骨盤臓器脱
骨盤臓器脱:英語でPOPと略します。POPの手術後の再発の原因を研究した複数の論文をまとめます。
では、それぞれの論文を見てみましょう
この研究は、資源が限られた環境におけるPOPの再発率および再発のリスク要因を調査することを目的として行われました。
方法
本研究は、2018年12月から2020年2月の間に、ウガンダ南西部にあるムバララ地域紹介病院(MRRH)の尿婦人科ユニットでPOPのために膣手術を受けた女性を対象に行われました。参加者は、膣位で最大緊張状態の下で骨盤検査を受け、POP-Qシステムを用いて再発を評価しました。再発はPOP-QステージII以上の脱として定義されました。記述分析と多変量ロジスティック回帰分析を用いて、再発のリスク要因を特定しました。
結果
140人の参加者のうち、127人(90.7%)が1年間の追跡調査を完了しました。再発率は25.2%(32/127)であり、再発の56.3%が前方区画で、以前手術を受けた部位で発生しました。年齢が60歳未満の女性(相対リスク [RR] = 2.34; 95% 信頼区間 [CI]: 1.16–4.72; p = 0.018)および術後に膣カフ感染を経験した女性(RR = 2.54; 95% CI: 1.5–4.3; p = 0.001)は、再発のリスクが高いことが判明しました。
結論
POPの再発は一般的であり、特に若年女性や術後に膣カフ感染を経験した女性において顕著でした。これらの結果は、POPの再発を防ぐための治療法の選択に役立つ情報を提供します。
研究の詳細
この研究は、POPの再発に関するデータの不足を補うために行われました。手術の種類には、膀胱瘤の前方膣壁修復術、直腸瘤の後方膣壁修復術、子宮脱のための膣式子宮摘出術、および子宮温存手術としての子宮頸部固定術が含まれました。

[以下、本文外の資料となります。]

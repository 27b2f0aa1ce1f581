mod app;
mod database;
mod log;
mod server;
mod session;

pub use app::{AppConfig, PrometheusConfig};
pub use database::DatabaseConfig;
pub use log::{LogConfig, LogFormat, LogLevel, LogOutput};
pub use server::ServerConfig;
pub use session::SessionConfig;

pub const CV_PREFIX: &str = "CV";
pub const DEFAULT_CONFIG_FILE_PATH: &str = "convicare.toml";

pub const DEFAULT_PORT: u16 = 3000;
pub const DEFAULT_SHUTDOWN_TIMEOUT: u64 = 2000;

手術後のフォローアップは1年間行われ、最大緊張時にPOP-Qシステムを使用して再発を評価しました。
手術と評価
手術は、認定された尿婦人科専門医のチームによって行われました。データ収集ツールを使用して、ベースラインの特徴、手術中の所見、および術後のフォローアップ情報を収集しました。術後1年間の再発率は25.2%であり、再発の多くは前方区画に発生しました。年齢が60歳未満の女性と術後に膣カフ感染を経験した女性は、再発のリスクが高いことがわかりました。
研究の制限
この研究は単一の三次医療施設で実施されたため、他の都市部および農村部のサブサハラアフリカの設定で手術を受ける患者には一般化が制限される可能性があります。BMIや骨盤底の強度などの要因は測定されず、症状の評価には標準化された質問票が使用されなかったため、これらの結果には限界があります。
推奨事項
若年女性および術後に膣カフ感染を経験した女性は、再発リスクが高いため、術後のフォローアップにおいて優先されるべきです。また、膣ペッサリーの使用は、若年女性や体力仕事を続ける必要がある女性に対する外科手術の代替として検討すべきです。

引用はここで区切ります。